Because of a case that had been reported in that particular week, I bridled - rather a lot - about what he was saying and about his tone. After all, long term prisoners (by definition) have committed some of the most horrible and most hurtful crimes. How should they be treated? What sort of 'freedoms' are appropriate if you have put yourself beyond the pale?
excerpts from Erwin James's blog:
" .... prisoners at Skien (in Norway) are allowed access to the Internet via computer in their cells. Access is monitored and firewalls are set up to avoid any embarrassing security breaches. In the UK few prisoners are allowed access to computers, never mind the Internet. A friend of mine, who has been in prison for decades was allowed to have a lap top in his cell four years ago. His mother and I clubbed together to buy it for him. Now the lap top is malfunctioning and needs repairs - but it would be cheaper for him to purchase another laptop. The only problem is the prison now has a different governor who does not like prisoners having computers in their cells. If my friend hands out his lap top he will not be allowed to have a replacement - “no more computers in cells,” says the governor. The Norwegian prison is secure and the prisoners are not going anywhere. But while they are in they are provided with opportunites to improve and feel that they are still connected to the world. Is that such a terrible thing?"
1. John Selwyn Gilbert Says:
November 27th, 2008 at 10:25 pm
Just this week, a mother described the effect of her teenage daughter’s murder to a court. I believe her statement said that ‘it tore the heart out of her family’ and I can well believe it. The man who committed the murder will be in prison for a very long time and, in this case, the need for prison to impose punishment on that man may be held to over-ride the other possibilities of prison, reform, re-education, rehabilitation amongst them. I am against Titan prisons, I believe that prisoners should be treated as human beings and helped to become something less than transgressive. But that particular man has robbed that particular teenage girl of her entire life and her parents and her sibling will never have anything except half a life between them.
Do you really think he should have access to broadband?
Erwin replied, as one would expect, thoughtfully:
" ... The majority of people who go to prison in the UK will be released, one day they will be your neighbour or my neighbour - I want a prison system that lets people out less likely or motivated to cause further harm or distress to others ..... The more we detach prisoners from society - the harsher our attitutes towards them while they are inside - the harder we make it for them to fit in when they get out."
And get out they will, he emphasized. "thanks to the fact that we do not sentence people to death in this great country, he (the prisoner, almost any prisoner) still has his life to live."

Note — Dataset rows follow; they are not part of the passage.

mod common;

use std::fs;
use std::path::PathBuf;
use tempfile::tempdir;

use common::{day, FakeService};
use upa_core::filter::{compile_pattern, parse_datetime_bound};
use upa_core::{
    build_candidate_list, Error, FilterSpec, LocalMediaService, MediaFileService, ServiceError,
};

fn photo_service() -> FakeService {
    FakeService::new(&["jpg", "png"])
        .with_dir("/in")
        .with_file("/in/a.jpg", "a", day(2023, 12, 31))
        .with_file("/in/b.txt", "b", day(2024, 2, 1))
        .with_file("/in/c.png", "c", day(2024, 2, 1))
        .with_file("/in/d.JPG", "d", day(2024, 2, 1))
        .with_file("/in/sub/e.jpg", "e", day(2024, 3, 1))
}

fn paths(list: &[&str]) -> Vec<PathBuf> {
    list.iter().map(PathBuf::from).collect()
}

#[test]
fn test_empty_source_list_yields_empty_candidates() {
    let service = photo_service();
    let spec = FilterSpec::new(vec![]);
    let files = build_candidate_list(&service, &spec).unwrap();
    assert!(files.is_empty());
}

#[test]
fn test_unsupported_extensions_are_dropped() {
    let service = photo_service();
    let spec = FilterSpec::new(paths(&["/in"]));
    let files = build_candidate_list(&service, &spec).unwrap();
    // b.txt is unsupported, d.JPG does not match the lowercase token
    assert_eq!(files, paths(&["/in/a.jpg", "/in/c.png"]));
}

#[test]
fn test_recursive_listing_descends() {
    let service = photo_service();
    let mut spec = FilterSpec::new(paths(&["/in"]));
    spec.recursive = true;
    let files = build_candidate_list(&service, &spec).unwrap();
    assert_eq!(files, paths(&["/in/a.jpg", "/in/c.png", "/in/sub/e.jpg"]));
}

#[test]
fn test_pattern_filters_by_name() {
    let service = photo_service();
    let mut spec = FilterSpec::new(paths(&["/in"]));
    spec.pattern = compile_pattern(r"^c\.").unwrap();
    let files = build_candidate_list(&service, &spec).unwrap();
    assert_eq!(files, paths(&["/in/c.png"]));

    spec.pattern = compile_pattern("^zzz").unwrap();
    assert!(build_candidate_list(&service, &spec).unwrap().is_empty());
}

#[test]
fn test_sources_concatenate_in_order_without_dedup() {
    let service = photo_service();
    let spec = FilterSpec::new(paths(&["/in/sub", "/in", "/in/sub"]));
    let files = build_candidate_list(&service, &spec).unwrap();
    assert_eq!(
        files,
        paths(&["/in/sub/e.jpg", "/in/a.jpg", "/in/c.png", "/in/sub/e.jpg"])
    );
}

#[test]
fn test_missing_source_directory_is_fatal() {
    let service = photo_service();
    let spec = FilterSpec::new(paths(&["/in", "/missing"]));
    let err = build_candidate_list(&service, &spec).unwrap_err();
    assert!(matches!(err, Error::SourceDirectoryNotFound(ref p) if p == &PathBuf::from("/missing")));
    assert_eq!(err.exit_code(), 6);
}

#[test]
fn test_after_bound_is_exclusive() {
    let service = photo_service();
    let mut spec = FilterSpec::new(paths(&["/in"]));
    spec.after = parse_datetime_bound("2024-01-01", "%Y-%m-%d");
    let files = build_candidate_list(&service, &spec).unwrap();
    assert_eq!(files, paths(&["/in/c.png"]));

    // a bound equal to the creation time excludes the file
    spec.after = Some(day(2024, 2, 1));
    assert!(build_candidate_list(&service, &spec).unwrap().is_empty());
}

#[test]
fn test_before_bound_is_exclusive() {
    let service = photo_service();
    let mut spec = FilterSpec::new(paths(&["/in"]));
    spec.recursive = true;
    spec.before = Some(day(2024, 3, 1));
    let files = build_candidate_list(&service, &spec).unwrap();
    assert_eq!(files, paths(&["/in/a.jpg", "/in/c.png"]));
}

#[test]
fn test_both_bounds_form_a_window() {
    let service = photo_service();
    let mut spec = FilterSpec::new(paths(&["/in"]));
    spec.recursive = true;
    spec.after = Some(day(2024, 1, 1));
    spec.before = Some(day(2024, 2, 15));
    let files = build_candidate_list(&service, &spec).unwrap();
    assert_eq!(files, paths(&["/in/c.png"]));
}

#[test]
fn test_local_listing_scenario() {
    let tmp = tempdir().unwrap();
    let src = tmp.path().join("src");
    fs::create_dir_all(src.join("nested")).unwrap();
    fs::write(src.join("a.jpg"), "jpeg bytes").unwrap();
    fs::write(src.join("b.txt"), "text").unwrap();
    fs::write(src.join("README"), "no extension").unwrap();
    fs::write(src.join("nested").join("c.png"), "png bytes").unwrap();

    let service = LocalMediaService::new(vec!["jpg".to_string(), "png".to_string()]);
    let spec = FilterSpec::new(vec![src.clone()]);
    let files = build_candidate_list(&service, &spec).unwrap();
    assert_eq!(files, vec![src.join("a.jpg")]);

    let mut spec = FilterSpec::new(vec![src.clone()]);
    spec.recursive = true;
    let files = build_candidate_list(&service, &spec).unwrap();
    assert_eq!(files, vec![src.join("a.jpg"), src.join("nested").join("c.png")]);

    assert_eq!(
        service.extension_of(&src.join("README")),
        Err(ServiceError::UnsupportedFormat(src.join("README")))
    );
}

#[test]
fn test_local_listing_missing_directory() {
    let tmp = tempdir().unwrap();
    let service = LocalMediaService::new(vec!["jpg".to_string()]);
    let spec = FilterSpec::new(vec![tmp.path().join("nope")]);
    assert!(matches!(
        build_candidate_list(&service, &spec),
        Err(Error::SourceDirectoryNotFound(_))
    ));
}

#[test]
fn test_unreadable_creation_time_fails_the_whole_listing() {
    let service = photo_service();
    service
        .broken_times
        .borrow_mut()
        .insert(PathBuf::from("/in/c.png"));
    let mut spec = FilterSpec::new(paths(&["/in"]));

    let files = build_candidate_list(&service, &spec).unwrap();
    assert_eq!(files, paths(&["/in/a.jpg", "/in/c.png"]));

    spec.after = Some(day(2023, 1, 1));
    let result = build_candidate_list(&service, &spec);
    match result {
        Err(err @ Error::Service(_)) => assert_eq!(err.exit_code(), 1),
        other => panic!("expected a service error, got {:?}", other),
    }
}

3. John Selwyn Gilbert Says:
November 29th, 2008 at 9:03 am
I cannot disagree with almost all you say and I have been struck by the wisdom (hard won) that you bring to these issues. I am old enough to remember - with absolute revulsion - what it meant when a man or woman was executed. Children - I was a child then - lingered by the radio waiting for the eight o’clock time signal that would tell them that a life had been ended. It was horrible. It disgusted me then and it makes me cry now. Capital punishment is not the answer. It is not even the question. The question, the problem, is what you do with a human being who makes him or herself less than human by the actions taken, who ‘tears the heart out’ of another human being or a family. I am aware, though I am not a lawyer, of the saying that ‘hard cases make bad law’, that the case I referred to and that mother’s moving statement should not, must not, overwhelm rational discussion or compassion. Most prisoners are not monsters. They are silly, greedy, drunk, stupid, irrational or just plain unlucky. And some (but relatively few) manage to re-invent themselves in prison and can be helped to do so and can be helped towards a useful life. But are some irredeemable? Is there a point at which society should say - this is too much, this is beyond civic compassion or common sense, this person is beyond help? If so, what on earth is to be done about it? Do you lock criminals convicted of murder up with a jar of hemlock? It would probably be the individuals convicted in error who would be the first to drink it. And there are always individuals convicted in error or convicted because they are mentally unstable or inadequate - that is another issue and another problem and yet another complication.
So - questions and more questions; I am afraid I have no answers, though your comments and the opportunity that blogging offers have made me think a little more seriously about some of my ideas.
I cannot forget that the mother of a murdered child also receives a life sentence of pain, guilt, remorse, anger and regret and that - in spite of a lifetime pretending to be a bleeding heart liberal - there is a bit of me that cries out for vengeance on that mother’s behalf.